# Development of small molecule inhibitors of metabolic enzymes as broad spectrum anthelmintic drugs

> **NIH NIH R01** · WASHINGTON UNIVERSITY · 2021 · $817,605

## Abstract

Development of small molecule inhibitors of metabolic enzymes as broad spectrum anthelmintic drugs
Abstract
Parasitic intestinal nematodes including hookworms, roundworm and whipworms, infect over two billion people
worldwide, causing significant morbidity, perpetuation of poverty, and loss of life. Characterization of nematode
genomes provides fundamental molecular information essential for accelerating basic and translational research,
which is a public health priority due to the limited number of currently available effective drugs and increasing
drug resistance. In this proposal, we will pursue post-genomic drug discovery studies to develop small molecule
drugs as novel therapeutics to treat infections caused by these devastating parasites.
 We have established an extensive omics/bioinformatics database for human nematode parasites
spanning the major taxonomic clades of Nematoda.
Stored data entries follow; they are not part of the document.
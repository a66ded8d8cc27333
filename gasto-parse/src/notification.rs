//! Bank push-notification pipeline, parallel to and independent of the
//! smart-input parser: an app-origin allowlist gate followed by amount,
//! establishment, and card-suffix extraction over title and body combined.
//!
//! Amount is mandatory here. A notification parse exists to auto-create a
//! transaction without user confirmation, so an amount-less result is
//! unusable and the whole parse yields `None`.

use chrono::{DateTime, Utc};
use once_cell::sync::Lazy;
use regex::Regex;
use serde::{Deserialize, Serialize};

/// Package identifiers of banking and wallet apps whose notifications are
/// worth parsing. Static configuration data, extendable per install.
pub const DEFAULT_BANKING_APPS: &[&str] = &[
    "com.google.android.apps.walletnfcrel",
    "com.samsung.android.spay",
    "com.c6bank.app",
    "com.nu.production",
    "br.com.itau",
    "br.com.bradesco",
    "com.santander.app",
];

/// Substituted when stripping leaves no establishment text behind.
pub const UNKNOWN_ESTABLISHMENT: &str = "Estabelecimento não identificado";

// Notification amounts must carry decimal cents. A bare-integer fallback
// like the smart-input extractor's would read card suffixes as amounts.
static AMOUNT_PATTERNS: Lazy<Vec<Regex>> = Lazy::new(|| {
    [
        r"(?i)r\$\s*(\d{1,3}(?:\.\d{3})*,\d{2})",
        r"(?i)r\$\s*(\d+,\d{2})",
        r"(?i)valor\s*:?\s*r\$\s*(\d+,\d{2})",
        r"(\d{1,3}(?:\.\d{3})*,\d{2})",
    ]
    .iter()
    .map(|p| Regex::new(p).unwrap())
    .collect()
});

static AMOUNT_SUBSTRINGS: Lazy<Regex> = Lazy::new(|| Regex::new(r"(?i)r\$\s*[\d.,]+").unwrap());

// Phrase entries come before their single-word prefixes so "compra aprovada"
// is consumed whole when present.
static BOILERPLATE: Lazy<Vec<Regex>> = Lazy::new(|| {
    [
        "compra aprovada",
        "compra",
        "aprovada",
        "aprovado",
        "débito",
        "crédito",
        "transação",
        "pagamento",
        "valor",
        "cartão",
        "cartao",
        "final",
        r"\d{4}",
    ]
    .iter()
    .map(|word| Regex::new(&format!("(?i){word}")).unwrap())
    .collect()
});

static PUNCTUATION: Lazy<Regex> = Lazy::new(|| Regex::new(r"[:;.,!?\-]").unwrap());

static CARD_SUFFIX_PATTERNS: Lazy<Vec<Regex>> = Lazy::new(|| {
    [
        r"(?i)final\s*(\d{4})",
        r"\*{4}\s*(\d{4})",
        r"(?i)cartão\s*.*?(\d{4})",
    ]
    .iter()
    .map(|p| Regex::new(p).unwrap())
    .collect()
});

/// Transaction candidate lifted from a single bank notification. The
/// timestamp is the capture time; the notification's own date is ignored.
#[derive(Debug, Clone, PartialEq, Serialize, Deserialize)]
pub struct ParsedNotification {
    pub description: String,
    pub amount: f64,
    pub timestamp: DateTime<Utc>,
    pub card_last4: Option<String>,
}

#[derive(Debug, Clone)]
pub struct BankNotificationParser {
    origins: Vec<String>,
}

impl Default for BankNotificationParser {
    fn default() -> Self {
        Self {
            origins: DEFAULT_BANKING_APPS.iter().map(|s| s.to_string()).collect(),
        }
    }
}

impl BankNotificationParser {
    /// Extend the allowlist with configured package identifiers.
    pub fn with_extra_origins(mut self, extra: impl IntoIterator<Item = String>) -> Self {
        self.origins.extend(extra);
        self
    }

    /// Origin gate: the package name must contain an allowlist entry. A hard
    /// filter, not a confidence signal.
    pub fn is_banking_origin(&self, origin: &str) -> bool {
        self.origins.iter().any(|app| origin.contains(app.as_str()))
    }

    pub fn parse(
        &self,
        title: &str,
        body: &str,
        origin: &str,
        now: DateTime<Utc>,
    ) -> Option<ParsedNotification> {
        if !self.is_banking_origin(origin) {
            return None;
        }

        let full = format!("{title} {body}");
        let amount = extract_notification_amount(&full)?;

        Some(ParsedNotification {
            description: extract_establishment(&full),
            amount,
            timestamp: now,
            card_last4: extract_card_last4(&full),
        })
    }
}

fn extract_notification_amount(text: &str) -> Option<f64> {
    for re in AMOUNT_PATTERNS.iter() {
        let Some(caps) = re.captures(text) else {
            continue;
        };
        let normalized = caps[1].replace('.', "").replace(',', ".");
        match normalized.parse::<f64>() {
            Ok(value) if value.is_finite() && value > 0.0 => return Some(value),
            _ => continue,
        }
    }
    None
}

fn extract_establishment(text: &str) -> String {
    let mut residual = AMOUNT_SUBSTRINGS.replace_all(text, "").into_owned();
    for re in BOILERPLATE.iter() {
        residual = re.replace_all(&residual, "").into_owned();
    }
    residual = PUNCTUATION.replace_all(&residual, " ").into_owned();

    let collapsed = residual.split_whitespace().collect::<Vec<_>>().join(" ");
    if collapsed.is_empty() {
        UNKNOWN_ESTABLISHMENT.to_string()
    } else {
        collapsed
    }
}

fn extract_card_last4(text: &str) -> Option<String> {
    CARD_SUFFIX_PATTERNS
        .iter()
        .find_map(|re| re.captures(text).map(|caps| caps[1].to_string()))
}

#[cfg(test)]
mod tests {
    use super::*;
    use chrono::TimeZone;

    fn now() -> DateTime<Utc> {
        Utc.with_ymd_and_hms(2025, 3, 10, 15, 0, 0).unwrap()
    }

    #[test]
    fn test_unknown_origin_is_rejected_regardless_of_text() {
        let parser = BankNotificationParser::default();
        let parsed = parser.parse("Banco", "Compra aprovada R$ 100,00", "com.unknown.app", now());
        assert_eq!(parsed, None);
    }

    #[test]
    fn test_gated_origin_without_amount_is_rejected() {
        let parser = BankNotificationParser::default();
        let parsed = parser.parse("Nubank", "sem nenhum recibo", "com.nu.production", now());
        assert_eq!(parsed, None);
    }

    #[test]
    fn test_origin_gate_uses_containment() {
        let parser = BankNotificationParser::default();
        assert!(parser.is_banking_origin("user.com.nu.production.debug"));
        assert!(!parser.is_banking_origin("com.nu"));

        let parser = parser.with_extra_origins(vec!["com.inter.app".to_string()]);
        assert!(parser.is_banking_origin("com.inter.app"));
    }

    #[test]
    fn test_purchase_notification_parses_establishment_and_amount() {
        let parser = BankNotificationParser::default();
        let parsed = parser
            .parse("C6 Bank", "Compra de R$ 18,90 no UBER aprovada", "com.c6bank.app", now())
            .unwrap();

        assert_eq!(parsed.amount, 18.9);
        assert_eq!(parsed.timestamp, now());
        assert_eq!(parsed.card_last4, None);
        assert!(parsed.description.contains("UBER"));
        assert!(!parsed.description.contains("Compra"));
        assert!(!parsed.description.contains("aprovada"));
        assert!(!parsed.description.contains("18,90"));
    }

    #[test]
    fn test_thousands_formatted_amount() {
        let parser = BankNotificationParser::default();
        let parsed = parser
            .parse("Itaú", "Compra de R$ 1.250,00 na FNAC aprovada", "br.com.itau", now())
            .unwrap();
        assert_eq!(parsed.amount, 1250.0);
    }

    #[test]
    fn test_card_suffix_variants() {
        let parser = BankNotificationParser::default();
        let origin = "com.c6bank.app";

        let parsed = parser
            .parse("C6", "Compra R$ 30,00 MERCADO cartão final 1234", origin, now())
            .unwrap();
        assert_eq!(parsed.card_last4.as_deref(), Some("1234"));

        let parsed = parser
            .parse("C6", "Compra R$ 30,00 MERCADO **** 4321", origin, now())
            .unwrap();
        assert_eq!(parsed.card_last4.as_deref(), Some("4321"));

        let parsed = parser
            .parse("C6", "Compra R$ 30,00 MERCADO cartão 9876", origin, now())
            .unwrap();
        assert_eq!(parsed.card_last4.as_deref(), Some("9876"));
    }

    #[test]
    fn test_placeholder_when_only_boilerplate_remains() {
        let parser = BankNotificationParser::default();
        let parsed = parser
            .parse("Compra aprovada", "R$ 50,00 cartão final 1234", "com.c6bank.app", now())
            .unwrap();

        assert_eq!(parsed.amount, 50.0);
        assert_eq!(parsed.description, UNKNOWN_ESTABLISHMENT);
        assert_eq!(parsed.card_last4.as_deref(), Some("1234"));
    }
}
Using systems biology and evolutionary principles, we
reconstructed metabolic networks for 56 diverse nematode parasites and identified chokepoint enzymes, i.e.
metabolic enzymes that uniquely consume a specific substrate or generate a unique product. This led to our
central hypothesis that compounds that inhibit conserved chokepoint enzymes have a strong potential for broad
control of diverse nematodes. To test this, we identified conserved targets and initial inhibitors with potential for
broad-spectrum activity, for which phenotypic screening of parasites at the extremes of the phylogeny have
validated our predictions. Furthermore, we established a unique database of nematode-specific molecular
features among the chokepoint enzyme targets and experimentally established that active-site differences in the
nematode enzymes relative to their human orthologs can rationally guide the design of selective inhibitors.
 The compounds with the best activity in our phenotypic screens are inhibitors predicted to target three
known enzyme classes (CPT, mTOR/PI3K, and PDE). To confirm the putative nematode target(s), we will
express nematode proteins and implement biochemical enzyme inhibition assays, employ affinity-based labeling
techniques, and test for activity against target knockdown worms (Aim 1). By leveraging parasite-specific active-
site features of the confirmed protein targets, we will use a X-ray structure-based drug design (SBDD) to optimize
lead inhibitors of the three identified target classes (Aim 2). Optimized lead compounds most effective against
the human hookworm Ancylostoma ceylanicum and the whipworm Trichuris muris in vitro will be tested in vivo
for their pan-intestinal efficacy in hamster and mouse animal models of nematode infection (Aim 3).
 Our preliminary results, combined with this proposed research, are highly significant since they provide
a better understanding of metabolic functions essential for nematode survival, which can be targeted for drug
discovery. The rational targeting of metabolic chokepoint enzymes as anthelminthic agents is innov...

## Key facts

- **NIH application ID:** 10198436
- **Project number:** 1R01AI159450-01
- **Recipient organization:** WASHINGTON UNIVERSITY
- **Principal Investigator:** James W Janetka
- **Activity code:** R01 (R01, R21, SBIR, etc.)
- **Funding institute:** NIH
- **Fiscal year:** 2021
- **Award amount:** $817,605
- **Award type:** 1
- **Project period:** 2021-03-11 → 2026-02-28

## Primary source

NIH RePORTER: https://reporter.nih.gov/project-details/10198436

## Citation

> US National Institutes of Health, RePORTER application 10198436, Development of small molecule inhibitors of metabolic enzymes as broad spectrum anthelmintic drugs (1R01AI159450-01). Retrieved via AI Analytics 2026-05-23 from https://api.ai-analytics.org/grant/nih/10198436. Licensed CC0.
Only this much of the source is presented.